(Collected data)
────────────────────────────────────────
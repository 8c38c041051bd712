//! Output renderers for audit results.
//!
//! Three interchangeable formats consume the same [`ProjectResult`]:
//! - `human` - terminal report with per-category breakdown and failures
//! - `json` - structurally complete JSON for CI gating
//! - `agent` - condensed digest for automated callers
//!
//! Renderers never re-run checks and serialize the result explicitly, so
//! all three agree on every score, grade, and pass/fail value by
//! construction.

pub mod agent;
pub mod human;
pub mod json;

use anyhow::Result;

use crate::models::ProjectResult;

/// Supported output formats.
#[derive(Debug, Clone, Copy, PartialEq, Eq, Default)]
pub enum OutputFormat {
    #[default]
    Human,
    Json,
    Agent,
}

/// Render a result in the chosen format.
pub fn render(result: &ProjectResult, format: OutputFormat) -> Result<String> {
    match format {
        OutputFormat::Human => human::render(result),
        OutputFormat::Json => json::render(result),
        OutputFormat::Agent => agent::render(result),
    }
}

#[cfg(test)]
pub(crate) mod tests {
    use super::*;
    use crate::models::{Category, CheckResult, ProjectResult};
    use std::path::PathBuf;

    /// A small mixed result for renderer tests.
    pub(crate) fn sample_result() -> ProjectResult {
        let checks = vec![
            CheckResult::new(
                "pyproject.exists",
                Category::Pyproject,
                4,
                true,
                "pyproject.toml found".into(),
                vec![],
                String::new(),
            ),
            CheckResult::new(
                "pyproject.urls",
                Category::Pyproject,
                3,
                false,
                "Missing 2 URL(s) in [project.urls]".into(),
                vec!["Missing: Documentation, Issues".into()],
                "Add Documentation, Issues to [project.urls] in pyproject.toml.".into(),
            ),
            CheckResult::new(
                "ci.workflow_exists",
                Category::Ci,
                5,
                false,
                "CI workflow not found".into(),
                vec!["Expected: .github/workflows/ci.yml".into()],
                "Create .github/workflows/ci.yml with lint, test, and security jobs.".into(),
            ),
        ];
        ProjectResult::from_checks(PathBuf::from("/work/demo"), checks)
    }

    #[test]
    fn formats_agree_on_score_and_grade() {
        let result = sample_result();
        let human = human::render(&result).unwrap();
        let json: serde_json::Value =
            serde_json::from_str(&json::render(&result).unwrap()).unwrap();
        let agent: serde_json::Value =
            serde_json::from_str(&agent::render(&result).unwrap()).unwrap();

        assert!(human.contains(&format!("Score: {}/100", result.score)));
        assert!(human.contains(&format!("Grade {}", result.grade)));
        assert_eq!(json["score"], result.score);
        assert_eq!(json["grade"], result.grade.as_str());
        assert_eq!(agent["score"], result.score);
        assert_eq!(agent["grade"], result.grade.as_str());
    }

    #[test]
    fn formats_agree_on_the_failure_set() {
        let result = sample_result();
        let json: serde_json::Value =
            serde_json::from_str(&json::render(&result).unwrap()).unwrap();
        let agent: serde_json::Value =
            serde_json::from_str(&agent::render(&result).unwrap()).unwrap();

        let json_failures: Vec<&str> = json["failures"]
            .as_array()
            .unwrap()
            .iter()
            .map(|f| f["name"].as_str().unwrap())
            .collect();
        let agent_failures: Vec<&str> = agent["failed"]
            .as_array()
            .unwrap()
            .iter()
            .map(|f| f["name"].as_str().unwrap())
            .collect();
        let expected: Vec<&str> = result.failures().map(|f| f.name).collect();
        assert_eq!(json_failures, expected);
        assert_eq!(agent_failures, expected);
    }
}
────────────────────────────────────────
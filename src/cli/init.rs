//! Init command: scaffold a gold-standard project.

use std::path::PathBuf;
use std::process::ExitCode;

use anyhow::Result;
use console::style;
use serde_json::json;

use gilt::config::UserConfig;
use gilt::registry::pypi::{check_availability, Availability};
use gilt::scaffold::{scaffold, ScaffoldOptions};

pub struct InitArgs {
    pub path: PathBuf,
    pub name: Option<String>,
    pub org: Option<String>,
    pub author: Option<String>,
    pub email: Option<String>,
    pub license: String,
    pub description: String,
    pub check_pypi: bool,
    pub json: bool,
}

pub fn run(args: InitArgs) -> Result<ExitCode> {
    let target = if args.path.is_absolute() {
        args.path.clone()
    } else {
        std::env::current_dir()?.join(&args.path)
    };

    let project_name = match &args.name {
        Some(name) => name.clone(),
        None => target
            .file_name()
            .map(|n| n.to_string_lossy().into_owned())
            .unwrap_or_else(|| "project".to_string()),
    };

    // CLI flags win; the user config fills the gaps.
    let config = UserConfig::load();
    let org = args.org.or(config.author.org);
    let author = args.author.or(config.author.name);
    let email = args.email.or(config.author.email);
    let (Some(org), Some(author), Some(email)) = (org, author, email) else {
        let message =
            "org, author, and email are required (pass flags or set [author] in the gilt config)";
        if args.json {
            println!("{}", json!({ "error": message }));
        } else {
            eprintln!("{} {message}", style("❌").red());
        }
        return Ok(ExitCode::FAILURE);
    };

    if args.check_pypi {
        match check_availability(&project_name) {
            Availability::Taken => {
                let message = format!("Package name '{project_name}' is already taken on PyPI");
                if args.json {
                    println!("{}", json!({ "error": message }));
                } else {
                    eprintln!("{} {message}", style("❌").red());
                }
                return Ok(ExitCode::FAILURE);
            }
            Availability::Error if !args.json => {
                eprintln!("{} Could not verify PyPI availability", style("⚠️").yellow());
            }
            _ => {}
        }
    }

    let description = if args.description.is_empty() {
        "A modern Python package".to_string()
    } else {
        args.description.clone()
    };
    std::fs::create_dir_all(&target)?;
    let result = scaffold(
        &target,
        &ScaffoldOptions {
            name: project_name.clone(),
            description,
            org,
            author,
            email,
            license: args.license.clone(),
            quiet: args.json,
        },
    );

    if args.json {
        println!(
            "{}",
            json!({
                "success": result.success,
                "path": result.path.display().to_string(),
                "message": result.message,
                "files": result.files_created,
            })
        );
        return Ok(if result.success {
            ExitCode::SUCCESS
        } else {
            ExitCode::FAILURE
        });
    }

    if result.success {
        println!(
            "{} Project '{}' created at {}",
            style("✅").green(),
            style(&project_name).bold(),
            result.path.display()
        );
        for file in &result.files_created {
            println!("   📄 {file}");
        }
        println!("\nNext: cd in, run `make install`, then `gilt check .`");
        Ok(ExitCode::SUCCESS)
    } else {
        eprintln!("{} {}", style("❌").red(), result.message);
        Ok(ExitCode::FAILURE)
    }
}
────────────────────────────────────────
## WHAT YOU WILL DO
Filter the records down to the lines containing the word "InitArgs", and copy those.

## RESULT BELOW
pub struct InitArgs {
pub fn run(args: InitArgs) -> Result<ExitCode> {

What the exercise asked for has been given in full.